In his 47 years in the Senate, he used his worldwide name recognition and contacts to build a record as a voice for human rights. In the process, he often clashed with the Nixon and Reagan administrations.

In the 1970s, he led opposition in the Senate to US support for military dictatorships in Chile and Argentina, setting new precedents for congressional oversight of the executive branch in foreign policy. Kennedy led opposition in the Senate to the military coup in Chile on Sept. 11, 1973, and pushed Congress to halt all US military aid to that country the first time that Congress cut off military aid.

“We were being driven much further on a course of isolating Chile than we thought wise,” wrote Henry Kissinger, commenting on Kennedy’s resolution in his memoir, “Year of Upheaval.” Kennedy said that Washington should have respected the decision of the Chilean people to elect Allende, a socialist.

In 1982, Kennedy joined with Sen. Mark Hatfield (R) of Oregon to propose a Nuclear Freeze Resolution in a bid to block President Reagan’s Star Wars proposal to expand the nuclear arms race into space. Reagan Secretary of State George Schultz complained that the Soviets seemed to be communicating with the Reagan White House via an aide to Senator Kennedy.
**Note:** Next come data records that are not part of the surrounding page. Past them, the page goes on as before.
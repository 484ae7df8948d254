//! Proportional rewriting of ingredient amounts for a requested portion count.
//!
//! Lines are expected to look like `"<amount> <unit> <name>"`. Anything that
//! does not (for example "salt to taste") passes through verbatim; this is a
//! best-effort heuristic, not a unit converter.

/// Result of scaling a single ingredient line.
#[derive(Debug, Clone, PartialEq)]
pub enum ScaledLine {
    /// The leading amount parsed and was multiplied by the serving factor.
    Scaled { amount: f64, rest: String },
    /// The line had no leading number (or nothing after it) and is kept as-is.
    Passthrough(String),
}

impl ScaledLine {
    pub fn text(&self) -> String {
        match self {
            ScaledLine::Scaled { amount, rest } => format!("{} {}", format_amount(*amount), rest),
            ScaledLine::Passthrough(line) => line.clone(),
        }
    }
}

/// Serving count used as the scaling denominator. Unset or non-positive counts
/// are treated as 1.
pub fn base_servings(servings: Option<i32>) -> i32 {
    servings.filter(|s| *s > 0).unwrap_or(1)
}

/// Requested portion count from the raw `servings` parameter. Absent,
/// non-numeric or < 1 falls back to `base`.
pub fn requested_servings(raw: Option<&str>, base: i32) -> i32 {
    raw.and_then(|s| s.trim().parse::<i32>().ok())
        .filter(|s| *s >= 1)
        .unwrap_or(base)
}

/// Scale one line by `factor`. The factor is applied unrounded; only the
/// resulting amount is rounded to two decimals.
pub fn scale_line(line: &str, factor: f64) -> ScaledLine {
    let line = line.trim();
    let Some((amount, rest)) = line.split_once(char::is_whitespace) else {
        return ScaledLine::Passthrough(line.to_string());
    };
    let rest = rest.trim_start();
    if rest.is_empty() {
        return ScaledLine::Passthrough(line.to_string());
    }
    let Some(amount) = parse_amount(amount) else {
        return ScaledLine::Passthrough(line.to_string());
    };

    let rest = match rest.split_once(char::is_whitespace) {
        Some((unit, name)) if !name.trim().is_empty() => format!("{} {}", unit, name.trim_start()),
        Some((unit, _)) => unit.to_string(),
        None => rest.to_string(),
    };

    ScaledLine::Scaled {
        amount: round2(amount * factor),
        rest,
    }
}

/// Scale every non-blank line from `base` servings to `requested` servings.
pub fn scale_lines<S: AsRef<str>>(lines: &[S], base: i32, requested: i32) -> Vec<ScaledLine> {
    let factor = f64::from(requested) / f64::from(base.max(1));
    lines
        .iter()
        .map(|l| l.as_ref())
        .filter(|l| !l.trim().is_empty())
        .map(|l| scale_line(l, factor))
        .collect()
}

/// Accepts `,` as the decimal separator. Non-finite values are rejected.
fn parse_amount(token: &str) -> Option<f64> {
    token
        .replace(',', ".")
        .parse::<f64>()
        .ok()
        .filter(|v| v.is_finite())
}

fn round2(v: f64) -> f64 {
    (v * 100.0).round() / 100.0
}

/// Two decimals at most, without trailing zeros or a trailing point.
pub fn format_amount(v: f64) -> String {
    let s = format!("{:.2}", v);
    let s = s.trim_end_matches('0').trim_end_matches('.');
    if s == "-0" {
        "0".to_string()
    } else {
        s.to_string()
    }
}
“I trusted Kennedy but was apprehensive: I was leery of back-channel communications,” Schultz writes in his memoir, “Turmoil and Triumph.”

In 1984, Kennedy introduced the Anti-Apartheid Act to impose sanctions on the South African government. In a bid to preempt legislation, President Reagan imposed his own sanctions on Sept. 9, 1985 a move seen at the time as a major shift for the conservative president.


Kennedy often said that the best vote he cast in the US Senate in his 47 years of service was his vote against the war in Iraq.

Kennedy had joined the entire US Congress, with the lone exception of Rep. Barbara Lee (D) of California, to vote to authorize President Bush to use “all necessary and appropriate force” against those responsible for the 9/11 attacks. The need to defeat al Qaeda was urgent and undeniable, he said.

But a year later, he broke with President Bush and most congressional Democrat leaders to oppose the use of force in Iraq.

American should not go to war in Iraq “unless all other reasonable alternatives are exhausted,” he said in an address at Johns Hopkins School of Advanced International Studies on Sept. 27, 2002 a week before the Senate’s war vote.

“Kennedy was proud of his vote on Iraq one of the most important in his career,” says Michael O’Hanlon, a national security analyst at the Brookings Institution in Washington. “He didn’t just vote against the war because he votes against all wars, but because he weighed the evidence on both sides. He thought he had done a very good job of studying the issue and he’s been largely vindicated by events.”